**Your goal:** Return each record shown beneath, word for word.

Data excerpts
• • • •
use crate::engine::Amount;
use crate::errors::AccountError;
use crate::sink::TransactionSink;
use crate::transactions::TransactionEvent;
use chrono::Local;
use rust_decimal_macros::dec;
use std::sync::Arc;
use std::time::Duration;
use tokio::sync::{Mutex, Notify};
use tracing::{debug, warn};

/// Deposits strictly above this amount are flagged for audit.
pub const DEPOSIT_FLAG_THRESHOLD: Amount = dec!(350);
/// Withdrawals strictly above this amount are flagged for audit.
pub const WITHDRAWAL_FLAG_THRESHOLD: Amount = dec!(75);

/// How a call to [`Account::withdraw`] ended.
#[derive(Clone, Copy, Debug, PartialEq)]
pub enum Withdrawal {
    /// Funds were taken; `balance` is what remains.
    Applied { balance: Amount },
    /// Funds were short, the caller waited for a deposit and was woken.
    /// Nothing was taken; `balance` is what the caller saw on waking.
    Woken { balance: Amount },
}

/// The single shared account.
///
/// Every read and write of the balance goes through one lock. A withdrawer
/// that finds the balance short parks on `sufficient_balance` and every
/// deposit wakes all parked withdrawers at once.
pub struct Account {
    balance: Mutex<Amount>,
    sufficient_balance: Notify,
    sink: Arc<dyn TransactionSink>,
}
impl Account {
    pub fn new(sink: Arc<dyn TransactionSink>) -> Self {
        Account {
            balance: Mutex::new(dec!(0)),
            sufficient_balance: Notify::new(),
            sink,
        }
    }
    /// Opens the account with funds already in it. The opening balance must
    /// be a whole, non-negative amount.
    pub fn with_balance(
        opening: Amount,
        sink: Arc<dyn TransactionSink>,
    ) -> Result<Self, AccountError> {
        if opening < dec!(0) {
            return Err(AccountError::NegativeOpeningBalance(opening));
        }
        if !opening.fract().is_zero() {
            return Err(AccountError::NonIntegralAmount(opening));
        }
        Ok(Account {
            balance: Mutex::new(opening),
            sufficient_balance: Notify::new(),
            sink,
        })
    }

    pub async fn balance(&self) -> Amount {
        *self.balance.lock().await
    }

    /// Adds `amount` and wakes every blocked withdrawer. Returns the new balance.
    pub async fn deposit(&self, amount: Amount, agent: &str) -> Result<Amount, AccountError> {
        validate(amount, agent)?;
        let mut balance = self.balance.lock().await;
        *balance = balance.checked_add(amount).ok_or(AccountError::Overflow {
            amount,
            balance: *balance,
        })?;
        self.emit(TransactionEvent::DepositApplied {
            agent: agent.to_string(),
            amount,
            balance: *balance,
        });
        if amount > DEPOSIT_FLAG_THRESHOLD {
            self.emit(TransactionEvent::DepositFlagged {
                agent: agent.to_string(),
                amount,
                at: Local::now(),
            });
        }
        // Waiters registered before releasing their guard, so none can slip
        // between this broadcast and their suspension.
        self.sufficient_balance.notify_waiters();
        Ok(*balance)
    }

    /// Takes `amount` if the balance covers it. Otherwise emits a blocked
    /// event, waits for the next deposit and returns [`Withdrawal::Woken`]
    /// without retrying; retrying is the caller's decision.
    pub async fn withdraw(&self, amount: Amount, agent: &str) -> Result<Withdrawal, AccountError> {
        self.withdraw_inner(amount, agent, None).await
    }

    /// `limit` only bounds the wait for a deposit, never the wait for the lock.
    async fn withdraw_inner(
        &self,
        amount: Amount,
        agent: &str,
        limit: Option<Duration>,
    ) -> Result<Withdrawal, AccountError> {
        validate(amount, agent)?;
        let mut balance = self.balance.lock().await;
        if amount <= *balance {
            *balance -= amount;
            self.emit(TransactionEvent::WithdrawalApplied {
                agent: agent.to_string(),
                amount,
                balance: *balance,
            });
            if amount > WITHDRAWAL_FLAG_THRESHOLD {
                self.emit(TransactionEvent::WithdrawalFlagged {
                    agent: agent.to_string(),
                    amount,
                    at: Local::now(),
                });
            }
            return Ok(Withdrawal::Applied { balance: *balance });
        }

        self.emit(TransactionEvent::WithdrawalBlocked {
            agent: agent.to_string(),
            amount,
        });
        debug!(agent, %amount, balance = %*balance, "withdrawal blocked, waiting for a deposit");
        let woken = self.sufficient_balance.notified();
        tokio::pin!(woken);
        woken.as_mut().enable();
        drop(balance);
        match limit {
            Some(limit) => {
                if tokio::time::timeout(limit, woken).await.is_err() {
                    debug!(agent, %amount, "blocked withdrawal gave up waiting");
                    return Err(AccountError::TimedOut {
                        agent: agent.to_string(),
                        amount,
                    });
                }
            }
            None => woken.await,
        }

        let balance = self.balance.lock().await;
        debug!(agent, %amount, balance = %*balance, "blocked withdrawal woken");
        Ok(Withdrawal::Woken { balance: *balance })
    }

    /// Keeps calling [`Account::withdraw`] until the withdrawal applies.
    /// Every unsatisfied attempt emits its own blocked event.
    pub async fn withdraw_until_applied(
        &self,
        amount: Amount,
        agent: &str,
    ) -> Result<Amount, AccountError> {
        loop {
            match self.withdraw(amount, agent).await? {
                Withdrawal::Applied { balance } => return Ok(balance),
                Withdrawal::Woken { .. } => continue,
            }
        }
    }

    /// [`Account::withdraw`] with an upper bound on the time spent blocked.
    /// Waiting for the lock does not count against `limit`.
    pub async fn withdraw_within(
        &self,
        amount: Amount,
        agent: &str,
        limit: Duration,
    ) -> Result<Withdrawal, AccountError> {
        self.withdraw_inner(amount, agent, Some(limit)).await
    }

    fn emit(&self, event: TransactionEvent) {
        if let Err(e) = self.sink.record(&event) {
            warn!(error = %e, kind = ?event.kind(), agent = event.agent(), "transaction event dropped");
        }
    }
}

fn validate(amount: Amount, agent: &str) -> Result<(), AccountError> {
    if amount <= dec!(0) {
        return Err(AccountError::NonPositiveAmount(amount));
    }
    if !amount.fract().is_zero() {
        return Err(AccountError::NonIntegralAmount(amount));
    }
    if agent.trim().is_empty() {
        return Err(AccountError::EmptyAgentId);
    }
    Ok(())
}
• • • •
**Finished exercise:**
use crate::engine::Amount;
use crate::errors::AccountError;
use crate::sink::TransactionSink;
use crate::transactions::TransactionEvent;
use chrono::Local;
use rust_decimal_macros::dec;
use std::sync::Arc;
use std::time::Duration;
use tokio::sync::{Mutex, Notify};
use tracing::{debug, warn};

/// Deposits strictly above this amount are flagged for audit.
pub const DEPOSIT_FLAG_THRESHOLD: Amount = dec!(350);
/// Withdrawals strictly above this amount are flagged for audit.
pub const WITHDRAWAL_FLAG_THRESHOLD: Amount = dec!(75);

/// How a call to [`Account::withdraw`] ended.
#[derive(Clone, Copy, Debug, PartialEq)]
pub enum Withdrawal {
    /// Funds were taken; `balance` is what remains.
    Applied { balance: Amount },
    /// Funds were short, the caller waited for a deposit and was woken.
    /// Nothing was taken; `balance` is what the caller saw on waking.
    Woken { balance: Amount },
}

/// The single shared account.
///
/// Every read and write of the balance goes through one lock. A withdrawer
/// that finds the balance short parks on `sufficient_balance` and every
/// deposit wakes all parked withdrawers at once.
pub struct Account {
    balance: Mutex<Amount>,
    sufficient_balance: Notify,
    sink: Arc<dyn TransactionSink>,
}
impl Account {
    pub fn new(sink: Arc<dyn TransactionSink>) -> Self {
        Account {
            balance: Mutex::new(dec!(0)),
            sufficient_balance: Notify::new(),
            sink,
        }
    }
    /// Opens the account with funds already in it. The opening balance must
    /// be a whole, non-negative amount.
    pub fn with_balance(
        opening: Amount,
        sink: Arc<dyn TransactionSink>,
    ) -> Result<Self, AccountError> {
        if opening < dec!(0) {
            return Err(AccountError::NegativeOpeningBalance(opening));
        }
        if !opening.fract().is_zero() {
            return Err(AccountError::NonIntegralAmount(opening));
        }
        Ok(Account {
            balance: Mutex::new(opening),
            sufficient_balance: Notify::new(),
            sink,
        })
    }

    pub async fn balance(&self) -> Amount {
        *self.balance.lock().await
    }

    /// Adds `amount` and wakes every blocked withdrawer. Returns the new balance.
    pub async fn deposit(&self, amount: Amount, agent: &str) -> Result<Amount, AccountError> {
        validate(amount, agent)?;
        let mut balance = self.balance.lock().await;
        *balance = balance.checked_add(amount).ok_or(AccountError::Overflow {
            amount,
            balance: *balance,
        })?;
        self.emit(TransactionEvent::DepositApplied {
            agent: agent.to_string(),
            amount,
            balance: *balance,
        });
        if amount > DEPOSIT_FLAG_THRESHOLD {
            self.emit(TransactionEvent::DepositFlagged {
                agent: agent.to_string(),
                amount,
                at: Local::now(),
            });
        }
        // Waiters registered before releasing their guard, so none can slip
        // between this broadcast and their suspension.
        self.sufficient_balance.notify_waiters();
        Ok(*balance)
    }

    /// Takes `amount` if the balance covers it. Otherwise emits a blocked
    /// event, waits for the next deposit and returns [`Withdrawal::Woken`]
    /// without retrying; retrying is the caller's decision.
    pub async fn withdraw(&self, amount: Amount, agent: &str) -> Result<Withdrawal, AccountError> {
        self.withdraw_inner(amount, agent, None).await
    }

    /// `limit` only bounds the wait for a deposit, never the wait for the lock.
    async fn withdraw_inner(
        &self,
        amount: Amount,
        agent: &str,
        limit: Option<Duration>,
    ) -> Result<Withdrawal, AccountError> {
        validate(amount, agent)?;
        let mut balance = self.balance.lock().await;
        if amount <= *balance {
            *balance -= amount;
            self.emit(TransactionEvent::WithdrawalApplied {
                agent: agent.to_string(),
                amount,
                balance: *balance,
            });
            if amount > WITHDRAWAL_FLAG_THRESHOLD {
                self.emit(TransactionEvent::WithdrawalFlagged {
                    agent: agent.to_string(),
                    amount,
                    at: Local::now(),
                });
            }
            return Ok(Withdrawal::Applied { balance: *balance });
        }

        self.emit(TransactionEvent::WithdrawalBlocked {
            agent: agent.to_string(),
            amount,
        });
        debug!(agent, %amount, balance = %*balance, "withdrawal blocked, waiting for a deposit");
        let woken = self.sufficient_balance.notified();
        tokio::pin!(woken);
        woken.as_mut().enable();
        drop(balance);
        match limit {
            Some(limit) => {
                if tokio::time::timeout(limit, woken).await.is_err() {
                    debug!(agent, %amount, "blocked withdrawal gave up waiting");
                    return Err(AccountError::TimedOut {
                        agent: agent.to_string(),
                        amount,
                    });
                }
            }
            None => woken.await,
        }

        let balance = self.balance.lock().await;
        debug!(agent, %amount, balance = %*balance, "blocked withdrawal woken");
        Ok(Withdrawal::Woken { balance: *balance })
    }

    /// Keeps calling [`Account::withdraw`] until the withdrawal applies.
    /// Every unsatisfied attempt emits its own blocked event.
    pub async fn withdraw_until_applied(
        &self,
        amount: Amount,
        agent: &str,
    ) -> Result<Amount, AccountError> {
        loop {
            match self.withdraw(amount, agent).await? {
                Withdrawal::Applied { balance } => return Ok(balance),
                Withdrawal::Woken { .. } => continue,
            }
        }
    }

    /// [`Account::withdraw`] with an upper bound on the time spent blocked.
    /// Waiting for the lock does not count against `limit`.
    pub async fn withdraw_within(
        &self,
        amount: Amount,
        agent: &str,
        limit: Duration,
    ) -> Result<Withdrawal, AccountError> {
        self.withdraw_inner(amount, agent, Some(limit)).await
    }

    fn emit(&self, event: TransactionEvent) {
        if let Err(e) = self.sink.record(&event) {
            warn!(error = %e, kind = ?event.kind(), agent = event.agent(), "transaction event dropped");
        }
    }
}

fn validate(amount: Amount, agent: &str) -> Result<(), AccountError> {
    if amount <= dec!(0) {
        return Err(AccountError::NonPositiveAmount(amount));
    }
    if !amount.fract().is_zero() {
        return Err(AccountError::NonIntegralAmount(amount));
    }
    if agent.trim().is_empty() {
        return Err(AccountError::EmptyAgentId);
    }
    Ok(())
}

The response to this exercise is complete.